From: Scott Cantor <cantor.2@osu.edu>
Date: Mon, 30 Mar 2009 16:00:33 -0400
To: "'Pratik Datta'" <pratik.datta@oracle.com>, "'Frederick Hirsch'" <frederick.hirsch@nokia.com>
Cc: "'Thomas Roessler'" <tlr@w3.org>, "'XMLSec WG Public List'" <public-xmlsec@w3.org>
Message-ID: <065901c9b172$2f773760$8e65a620$@2@osu.edu>
Pratik Datta wrote on 2009-03-30:
> E.g. consider a signed SAML assertion.   The declaration for the saml
> namespace may be in the <saml:Assertion> itself, or in the
> <wsse:Security> ancestor element.

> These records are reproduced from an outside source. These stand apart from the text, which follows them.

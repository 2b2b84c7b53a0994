// Copyright 2025 the Understory Authors
// SPDX-License-Identifier: Apache-2.0 OR MIT

// After you edit the crate's doc comment, run this command, then check README.md for any missing links
// cargo rdme --workspace-project=understory_plot_view --heading-base-level=0

//! Understory Plot View: a data-space viewport engine for interactive plots.
//!
//! This crate owns the visible window over a 2D dataset (for example aircraft
//! range against passenger capacity) and keeps it consistent under panning,
//! zooming, drag and wheel gestures, configurable constraints, and animated
//! transitions. It focuses on:
//! - Linear scales between data-space domains and pixel ranges.
//! - Pure constraint functions for positional and extent (zoom) bounds.
//! - An authoritative viewport store with move / zoom / reset.
//! - Drag and wheel surfaces with a single first-pointer-wins drag session.
//! - A presentational animator that eases towards the authoritative viewport.
//!
//! It does **not** draw anything. Callers are expected to:
//! - Read [`PlotView::view_scale`] / [`PlotView::animated_scale`] every frame to
//!   place marks, axes, gridlines, and the overview brush.
//! - Forward pointer and wheel events for each interactive region to its
//!   binding.
//! - Drive [`PlotView::tick`] from their frame loop while
//!   [`PlotView::is_animating`] is `true`.
//!
//! ## Minimal example
//!
//! ```rust
//! use kurbo::Point;
//! use understory_plot_view::{AxisMask, Domain, PlotView, Scale, Axis};
//!
//! // Range in km against seats, drawn into an 800x600 plot.
//! let mut view = PlotView::new(
//!     Domain::new(0.0, 16_000.0),
//!     Domain::new(0.0, 850.0),
//!     800.0,
//!     600.0,
//! )
//! .unwrap();
//!
//! // Zoom in 2x about 4,000 km / 200 seats.
//! view.zoom(2.0, Some(Point::new(4_000.0, 200.0)), AxisMask::Both).unwrap();
//! assert_eq!(view.viewport().x().width(), 8_000.0);
//!
//! // Rendering reads the scales.
//! let px = view.view_scale(Axis::X).forward(4_000.0);
//! assert!(px > 0.0 && px < 800.0);
//! ```
//!
//! ## Gestures
//!
//! ```rust
//! use kurbo::Point;
//! use understory_plot_view::{AxisMask, Domain, PlotView, Sensitivity, WheelOutcome};
//!
//! let mut view =
//!     PlotView::new(Domain::new(0.0, 100.0), Domain::new(0.0, 100.0), 500.0, 500.0).unwrap();
//!
//! // Main plot: drag the content, zoom about the pointer.
//! let plot_drag = view.bind_drag(AxisMask::Both, false, Sensitivity::View);
//! let plot_wheel = view.bind_wheel(AxisMask::Both, None, false);
//!
//! view.on_press(&plot_drag, Point::new(250.0, 250.0)).unwrap();
//! view.on_move(&plot_drag, Point::new(300.0, 250.0)).unwrap();
//! view.on_release(&plot_drag).unwrap();
//! assert_eq!(view.viewport().x().min, -10.0);
//!
//! let outcome = view.on_wheel(&plot_wheel, Point::new(250.0, 250.0), -1.0).unwrap();
//! assert_eq!(outcome, WheelOutcome::Handled);
//! ```
//!
//! ## Design notes
//!
//! - Constraints are applied extent first, then position.
//! - Zoom preserves the fractional position of its focus point, including
//!   through an extent clamp.
//! - Drags are measured from the press against a snapshot of the viewport, so
//!   sensitivity does not drift while the viewport moves.
//! - The animator never feeds back into the authoritative state. Retargeting
//!   starts from the displayed value, so there is no jump.
//! - Time is passed in by the host as millisecond timestamps.
//! - Y pixel ranges run from the plot height down to `0`.
//!
//! This crate is `no_std` (with `alloc`).

#![no_std]

extern crate alloc;

mod animation;
mod constraints;
mod error;
mod gesture;
mod plot_view;
mod scale;
mod viewport;

pub use animation::{AnimationSession, Animator, FrameTicket, ease_out_cubic};
pub use constraints::{Bound, Constraints, apply_all, apply_extent, apply_position};
pub use error::{ConfigError, InputError, ParseError};
pub use gesture::{
    DRAG_DENOISE_PX, DragBinding, DragConfig, DragSession, GestureController, Sensitivity,
    SurfaceId, WHEEL_ZOOM_IN, WHEEL_ZOOM_OUT, WheelBinding, WheelConfig, WheelOutcome,
};
pub use plot_view::{DEFAULT_ANIMATION_MS, PlotView, PlotViewDebugInfo, PlotViewOptions};
pub use scale::{Domain, LinearScale, MIN_SPAN, Scale};
pub use viewport::{Axis, AxisMask, Viewport, ViewportStore};
// Copyright 2025 the Understory Authors
// SPDX-License-Identifier: Apache-2.0 OR MIT

//! Drag and wheel gestures turned into viewport mutations.
//!
//! ## Surfaces
//!
//! Each interactive region (the main plot, an overview strip, an axis gutter)
//! is bound as its own surface with its own axis mask, inversion, and
//! sensitivity. Binding returns a small handle; the host forwards pointer
//! events for that region together with the handle. Unbinding consumes the
//! handle and frees the surface, and handles that outlive their surface are
//! rejected with [`InputError::StaleBinding`] instead of acting on whatever
//! reuses the slot.
//!
//! ## Drag sessions
//!
//! The controller owns at most one [`DragSession`]. The state machine is
//! `Idle → press → Dragging → release | cancel → Idle`. A press while a session
//! is live, on any surface, is ignored: the first pointer wins.
//!
//! Moves are computed from the total pointer offset since the press, applied
//! to the viewport snapshot taken at the press. The data-per-pixel ratio also
//! comes from that snapshot (or from the full dataset extent), so sensitivity
//! stays constant while the viewport changes under the pointer.

use alloc::vec::Vec;
use core::str::FromStr;

use kurbo::{Point, Size, Vec2};

use crate::error::{InputError, ParseError};
use crate::scale::{Domain, LinearScale, Scale};
use crate::viewport::{Axis, AxisMask, Viewport, ViewportStore};

/// Pointer movement (in pixels, per axis) below which a drag move is ignored.
pub const DRAG_DENOISE_PX: f64 = 1.0;

/// Zoom factor for one wheel tick towards the content.
pub const WHEEL_ZOOM_IN: f64 = 1.1;

/// Zoom factor for one wheel tick away from the content.
pub const WHEEL_ZOOM_OUT: f64 = 0.9;

/// Which domain a drag surface measures pixel offsets against.
#[derive(Clone, Copy, Debug, PartialEq, Eq, Hash, Default)]
pub enum Sensitivity {
    /// The full dataset extent, for overview strips that show everything.
    Full,
    /// The viewport at the start of the drag, for the main plot.
    #[default]
    View,
}

impl Sensitivity {
    /// The inversion conventionally paired with this sensitivity.
    ///
    /// A [`View`](Self::View) surface drags the content, so the domain moves
    /// against the pointer. A [`Full`](Self::Full) surface drags the brush that
    /// marks the viewport, so the domain moves with the pointer.
    #[must_use]
    pub fn default_invert(self) -> bool {
        matches!(self, Self::Full)
    }
}

impl FromStr for Sensitivity {
    type Err = ParseError;

    fn from_str(s: &str) -> Result<Self, Self::Err> {
        match s {
            "full" => Ok(Self::Full),
            "view" => Ok(Self::View),
            _ => Err(ParseError::Sensitivity),
        }
    }
}

/// Identifier for a bound gesture surface.
///
/// A slot index plus a generation; the generation increments when a freed slot
/// is reused, so an old identifier never aliases a newer surface.
#[derive(Copy, Clone, Debug, Eq, PartialEq, Hash)]
pub struct SurfaceId(pub(crate) u32, pub(crate) u32);

impl SurfaceId {
    const fn idx(self) -> usize {
        self.0 as usize
    }
}

/// Configuration of a drag surface.
#[derive(Clone, Copy, Debug, PartialEq)]
pub struct DragConfig {
    /// Axes the surface pans.
    pub axes: AxisMask,
    /// Move the domain with the pointer instead of against it.
    pub invert: bool,
    /// Domain used to convert pixels to data units.
    pub sensitivity: Sensitivity,
}

/// Configuration of a wheel surface.
#[derive(Clone, Copy, Debug, PartialEq)]
pub struct WheelConfig {
    /// Axes the surface zooms.
    pub axes: AxisMask,
    /// Fixed data-space zoom focus; `None` zooms about the point under the pointer.
    pub center: Option<Point>,
    /// Swap the zoom direction of the wheel.
    pub invert: bool,
}

/// Handle for a bound drag surface.
///
/// Not `Clone`: unbinding consumes it.
#[derive(Debug, PartialEq, Eq, Hash)]
pub struct DragBinding {
    pub(crate) owner: u64,
    pub(crate) id: SurfaceId,
}

impl DragBinding {
    /// Returns the surface identifier.
    #[must_use]
    pub fn id(&self) -> SurfaceId {
        self.id
    }
}

/// Handle for a bound wheel surface.
///
/// Not `Clone`: unbinding consumes it.
#[derive(Debug, PartialEq, Eq, Hash)]
pub struct WheelBinding {
    pub(crate) owner: u64,
    pub(crate) id: SurfaceId,
}

impl WheelBinding {
    /// Returns the surface identifier.
    #[must_use]
    pub fn id(&self) -> SurfaceId {
        self.id
    }
}

/// What the host should do with a wheel event after it was offered.
#[derive(Clone, Copy, Debug, PartialEq, Eq)]
pub enum WheelOutcome {
    /// The event was consumed; suppress the host's default scrolling for it.
    Handled,
    /// The event carried no scroll; let the host handle it.
    Ignored,
}

/// State of a drag between press and release.
#[derive(Clone, Copy, Debug, PartialEq)]
pub struct DragSession {
    /// Surface that owns the session.
    pub surface: SurfaceId,
    /// Pointer position at the press, in pixels.
    pub start_pointer: Point,
    /// Viewport at the press. A copy, not a live view.
    pub start_viewport: Viewport,
    /// Plot size at the press; resizes during the drag do not change its
    /// sensitivity.
    pub pixel_size: Size,
    /// Surface configuration captured at the press.
    pub config: DragConfig,
    applied: Vec2,
}

#[derive(Clone, Debug)]
struct Slot<T> {
    generation: u32,
    value: Option<T>,
}

/// Generational slot table for bound surfaces.
#[derive(Clone, Debug)]
struct Surfaces<T> {
    slots: Vec<Slot<T>>,
    free: Vec<u32>,
}

impl<T> Default for Surfaces<T> {
    fn default() -> Self {
        Self {
            slots: Vec::new(),
            free: Vec::new(),
        }
    }
}

impl<T> Surfaces<T> {
    fn insert(&mut self, value: T) -> SurfaceId {
        if let Some(idx) = self.free.pop() {
            let slot = &mut self.slots[idx as usize];
            slot.generation = slot.generation.wrapping_add(1);
            slot.value = Some(value);
            return SurfaceId(idx, slot.generation);
        }
        let idx = next_index(self.slots.len());
        self.slots.push(Slot {
            generation: 1,
            value: Some(value),
        });
        SurfaceId(idx, 1)
    }

    fn get(&self, id: SurfaceId) -> Option<&T> {
        self.slots
            .get(id.idx())
            .filter(|slot| slot.generation == id.1)
            .and_then(|slot| slot.value.as_ref())
    }

    fn remove(&mut self, id: SurfaceId) -> Option<T> {
        let slot = self.slots.get_mut(id.idx())?;
        if slot.generation != id.1 {
            return None;
        }
        let value = slot.value.take()?;
        self.free.push(id.0);
        Some(value)
    }

    fn len(&self) -> usize {
        self.slots.iter().filter(|slot| slot.value.is_some()).count()
    }
}

fn next_index(len: usize) -> u32 {
    u32::try_from(len).expect("too many gesture surfaces for u32 SurfaceId")
}

/// Converts drag and wheel input into [`ViewportStore`] calls.
#[derive(Clone, Debug)]
pub struct GestureController {
    owner: u64,
    drags: Surfaces<DragConfig>,
    wheels: Surfaces<WheelConfig>,
    session: Option<DragSession>,
}

impl GestureController {
    /// Creates a controller whose bindings are only accepted by itself.
    ///
    /// `owner` distinguishes controllers so a binding from one view is never
    /// accepted by another.
    #[must_use]
    pub fn new(owner: u64) -> Self {
        Self {
            owner,
            drags: Surfaces::default(),
            wheels: Surfaces::default(),
            session: None,
        }
    }

    /// Binds a drag surface.
    ///
    /// # Panics
    ///
    /// Panics if more than `u32::MAX` surfaces have ever been live at once.
    pub fn bind_drag(&mut self, config: DragConfig) -> DragBinding {
        DragBinding {
            owner: self.owner,
            id: self.drags.insert(config),
        }
    }

    /// Unbinds a drag surface, ending its session if it has one.
    pub fn unbind_drag(&mut self, binding: DragBinding) -> Result<(), InputError> {
        self.check_owner(binding.owner)?;
        self.drags
            .remove(binding.id)
            .ok_or(InputError::StaleBinding)?;
        if self.session.is_some_and(|s| s.surface == binding.id) {
            self.session = None;
        }
        Ok(())
    }

    /// Binds a wheel surface.
    ///
    /// # Panics
    ///
    /// Panics if more than `u32::MAX` surfaces have ever been live at once.
    pub fn bind_wheel(&mut self, config: WheelConfig) -> WheelBinding {
        WheelBinding {
            owner: self.owner,
            id: self.wheels.insert(config),
        }
    }

    /// Unbinds a wheel surface.
    pub fn unbind_wheel(&mut self, binding: WheelBinding) -> Result<(), InputError> {
        self.check_owner(binding.owner)?;
        self.wheels
            .remove(binding.id)
            .ok_or(InputError::StaleBinding)?;
        Ok(())
    }

    /// Number of live drag and wheel surfaces.
    #[must_use]
    pub fn surface_count(&self) -> usize {
        self.drags.len() + self.wheels.len()
    }

    /// Returns the live drag session, if any.
    #[must_use]
    pub fn session(&self) -> Option<&DragSession> {
        self.session.as_ref()
    }

    /// Returns `true` while a drag session is live.
    #[must_use]
    pub fn is_dragging(&self) -> bool {
        self.session.is_some()
    }

    /// Starts a drag session on `binding`'s surface.
    ///
    /// Returns `Ok(false)` if another session is already live. `pixels` is the
    /// plot size used for the whole session.
    pub fn press(
        &mut self,
        binding: &DragBinding,
        pointer: Point,
        store: &ViewportStore,
        pixels: Size,
    ) -> Result<bool, InputError> {
        let config = *self.drag_config(binding)?;
        if !pointer.is_finite() {
            return Err(InputError::NonFinite);
        }
        if let Some(live) = &self.session {
            tracing::debug!(
                surface = ?binding.id,
                owner = ?live.surface,
                "press ignored: drag already in progress"
            );
            return Ok(false);
        }
        self.session = Some(DragSession {
            surface: binding.id,
            start_pointer: pointer,
            start_viewport: store.viewport(),
            pixel_size: pixels,
            config,
            applied: Vec2::ZERO,
        });
        tracing::trace!(surface = ?binding.id, ?pointer, "drag started");
        Ok(true)
    }

    /// Pans the viewport to follow the pointer.
    ///
    /// Returns `Ok(true)` if the viewport changed. Moves on a surface without a
    /// session, moves under [`DRAG_DENOISE_PX`], and moves that would produce an
    /// invalid viewport are dropped.
    pub fn drag_to(
        &mut self,
        binding: &DragBinding,
        pointer: Point,
        store: &mut ViewportStore,
    ) -> Result<bool, InputError> {
        self.drag_config(binding)?;
        if !pointer.is_finite() {
            return Err(InputError::NonFinite);
        }
        let Some(session) = self.session.as_mut().filter(|s| s.surface == binding.id) else {
            return Ok(false);
        };

        let axes = session.config.axes;
        let raw = pointer - session.start_pointer;
        let total = Vec2::new(
            if axes.includes(Axis::X) { raw.x } else { 0.0 },
            if axes.includes(Axis::Y) { raw.y } else { 0.0 },
        );
        let step = total - session.applied;
        if step.x.abs() < DRAG_DENOISE_PX && step.y.abs() < DRAG_DENOISE_PX {
            return Ok(false);
        }

        let reference = match session.config.sensitivity {
            Sensitivity::View => session.start_viewport,
            Sensitivity::Full => store.full_extent(),
        };
        let sign = if session.config.invert { 1.0 } else { -1.0 };
        let pixels = session.pixel_size;
        let current = store.viewport();
        let target = |axis: Axis, offset: f64| -> Domain {
            if !axes.includes(axis) {
                return current.domain(axis);
            }
            let scale = LinearScale::new(reference.domain(axis), axis.pixel_range(pixels));
            let delta = offset * scale.data_per_pixel() * sign;
            session.start_viewport.domain(axis).shifted(delta)
        };
        let x = target(Axis::X, total.x);
        let y = target(Axis::Y, total.y);
        if !x.is_valid() || !y.is_valid() {
            tracing::debug!(?x, ?y, "drag move discarded: numeric fault");
            return Ok(false);
        }

        session.applied = total;
        Ok(store.commit(x, y, 0.5, 0.5))
    }

    /// Ends the session owned by `binding`'s surface.
    ///
    /// Returns `Ok(true)` if a session ended. Used for both pointer release and
    /// abandoned gestures.
    pub fn release(&mut self, binding: &DragBinding) -> Result<bool, InputError> {
        self.drag_config(binding)?;
        if self.session.is_some_and(|s| s.surface == binding.id) {
            self.session = None;
            tracing::trace!(surface = ?binding.id, "drag ended");
            return Ok(true);
        }
        Ok(false)
    }

    /// Zooms one fixed step for a wheel event.
    ///
    /// `delta` follows the host convention where negative values scroll up
    /// (towards the content) and zoom in. `pointer` is in pixels.
    pub fn wheel(
        &self,
        binding: &WheelBinding,
        pointer: Point,
        delta: f64,
        store: &mut ViewportStore,
        pixels: Size,
    ) -> Result<WheelOutcome, InputError> {
        let config = *self.wheel_config(binding)?;
        if !pointer.is_finite() || !delta.is_finite() {
            return Err(InputError::NonFinite);
        }
        if delta == 0.0 {
            return Ok(WheelOutcome::Ignored);
        }

        let focus = config
            .center
            .unwrap_or_else(|| data_at(store.viewport(), pixels, pointer));
        if !focus.is_finite() {
            tracing::debug!(?pointer, ?focus, "wheel zoom discarded: numeric fault");
            return Ok(WheelOutcome::Handled);
        }
        let zoom_in = (delta < 0.0) != config.invert;
        let factor = if zoom_in { WHEEL_ZOOM_IN } else { WHEEL_ZOOM_OUT };
        store.zoom(factor, Some(focus), config.axes)?;
        Ok(WheelOutcome::Handled)
    }

    fn check_owner(&self, owner: u64) -> Result<(), InputError> {
        if owner == self.owner {
            Ok(())
        } else {
            Err(InputError::StaleBinding)
        }
    }

    fn drag_config(&self, binding: &DragBinding) -> Result<&DragConfig, InputError> {
        self.check_owner(binding.owner)?;
        self.drags.get(binding.id).ok_or(InputError::StaleBinding)
    }

    fn wheel_config(&self, binding: &WheelBinding) -> Result<&WheelConfig, InputError> {
        self.check_owner(binding.owner)?;
        self.wheels.get(binding.id).ok_or(InputError::StaleBinding)
    }
}

/// Returns the data-space point under the pixel position `pointer`.
pub(crate) fn data_at(viewport: Viewport, pixels: Size, pointer: Point) -> Point {
    let x = LinearScale::new(viewport.x(), Axis::X.pixel_range(pixels));
    let y = LinearScale::new(viewport.y(), Axis::Y.pixel_range(pixels));
    Point::new(x.inverse(pointer.x), y.inverse(pointer.y))
}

Also the wsse:Security element may
> include other namespace declaration that are not used inside the SAML
> assertion.   The saml assertion should be movable from one message to
> another without breaking the signature.
> 
> So we need to support all the namespace complexity with Exclusive C14N,
> Exclusive C14N with InclusivePrefixList and Inclusive.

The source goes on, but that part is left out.